Are we on a mission? You're listening to a station right now that's careful about the teaching they bring you. But there are plenty of media outlets and podcasts where you might encounter a false teacher. Have you ever stopped to realize that those encounters are not random? You see, there are people who are actively and aggressively spreading falsehood and false teaching. There are people who want you to believe the wrong things. Therefore, you need to be equipped to know true teaching from false teaching.

Stephen Davey is going to help you with that. We're in 1st John with the lesson Stephen called putting teachers to the test. Long before the apostle John picked up a quill and began to write letters to Christians, a Persian soldier had become a wealthy man. Five hundred years before the birth of Christ, Cyrus, the king of Persia, wanted to conquer Sardis and capture its legendary treasures of gold. He first had to capture the fortress which protected the city and the fortress was built on the edge of a cliff.

Simply no way to attack it from the front really and certainly no way to attack it from the rear. Cyrus, in his frustration, finally offered a large reward to any soldier who could figure a way in. A soldier by the name of Hieroides determined to watch the soldiers that guarded that cliffside stone battle. One evening he was watching and a soldier accidentally knocked his helmet off the wall, tumbled down and sort of cascaded down the cliff into the valley and to the surprise of Hieroides, I hope you never name your son, that'll never be able to say hello to him in the lobby. Hieroides watched as that soldier climbed down the wall and then down that cliff, find his helmet and scamper back up.

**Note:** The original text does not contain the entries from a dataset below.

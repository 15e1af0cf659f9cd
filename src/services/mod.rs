pub mod analysis;
pub mod cache;
pub mod fibonacci;
pub mod file_cache;
pub mod filters;
pub mod format;
pub mod scanner;
pub mod tracking;

pub use cache::Cache;
pub use fibonacci::{ConfidenceScorer, FibonacciAnalyzer, LevelCalculator};
pub use file_cache::FileCache;
pub use scanner::Scanner;
pub use tracking::TrackingStore;
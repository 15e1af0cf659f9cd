//! Pair filters shared by the exchange sources and the scanner.

/// Stablecoins and stable-pegged assets excluded from scanning.
pub const STABLE_COINS: &[&str] = &[
    "USDT", "USDC", "BUSD", "DAI", "TUSD", "USDP", "USDD", "FRAX", "LUSD", "SUSD", "GUSD",
    "HUSD", "USDN", "RSR", "USTC", "USDX", "CUSD", "DUSD", "MUSD", "NUSD", "OUSD", "PUSD",
    "RUSD", "VUSD", "WUSD", "XUSD", "YUSD", "ZUSD", "FDUSD", "PYUSD",
];

/// Instruments whose candle endpoints misbehave; they get no candles.
pub const PROBLEMATIC_INSTRUMENTS: &[&str] = &["SWEAT-USDT", "LUNC-USDT", "USTC-USDT"];

/// Base asset of a USDT pair (`BTCUSDT` / `BTC-USDT` → `BTC`).
pub fn base_asset(symbol: &str) -> String {
    let upper = symbol.to_uppercase();
    let stripped = upper
        .strip_suffix("-USDT")
        .or_else(|| upper.strip_suffix("USDT"))
        .unwrap_or(&upper);
    stripped.replace('-', "")
}

pub fn is_stable_coin(symbol: &str) -> bool {
    let base = base_asset(symbol);
    STABLE_COINS.contains(&base.as_str())
}

pub fn is_problematic(symbol: &str) -> bool {
    PROBLEMATIC_INSTRUMENTS.contains(&symbol)
}

/// Parse a numeric string field, treating anything unparsable as 0.
pub fn parse_number(raw: &str) -> f64 {
    raw.trim()
        .parse::<f64>()
        .ok()
        .filter(|v| v.is_finite())
        .unwrap_or(0.0)
}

He made a mental marker of that path and later as he led a small group of soldiers under the cover of darkness they found depressions had been carved into the cliff and even into the wall and when they eventually reached the top of that battle meant they found the walls unguarded for the most part except for a few soldiers and they were asleep. Even though one of the world's most powerful empires was in battle array, not too far away, the soldiers of Sardis weren't concerned enough to stay awake, to keep watch. It's no coincidence that 500 years later God will effectively refer back to that event as he warns the church located in Sardis and the church located everywhere to wake up, specifically pointing their memories back to a time when they fell asleep. In fact, twice God admonishes the church that they are spiritually sleeping at the wheel effectively in grave danger. So John the Apostle translates God's warning to Sardis in the book of Revelation and chapter 3 using this verb gregoreo, which means to wake up. It means to be alert.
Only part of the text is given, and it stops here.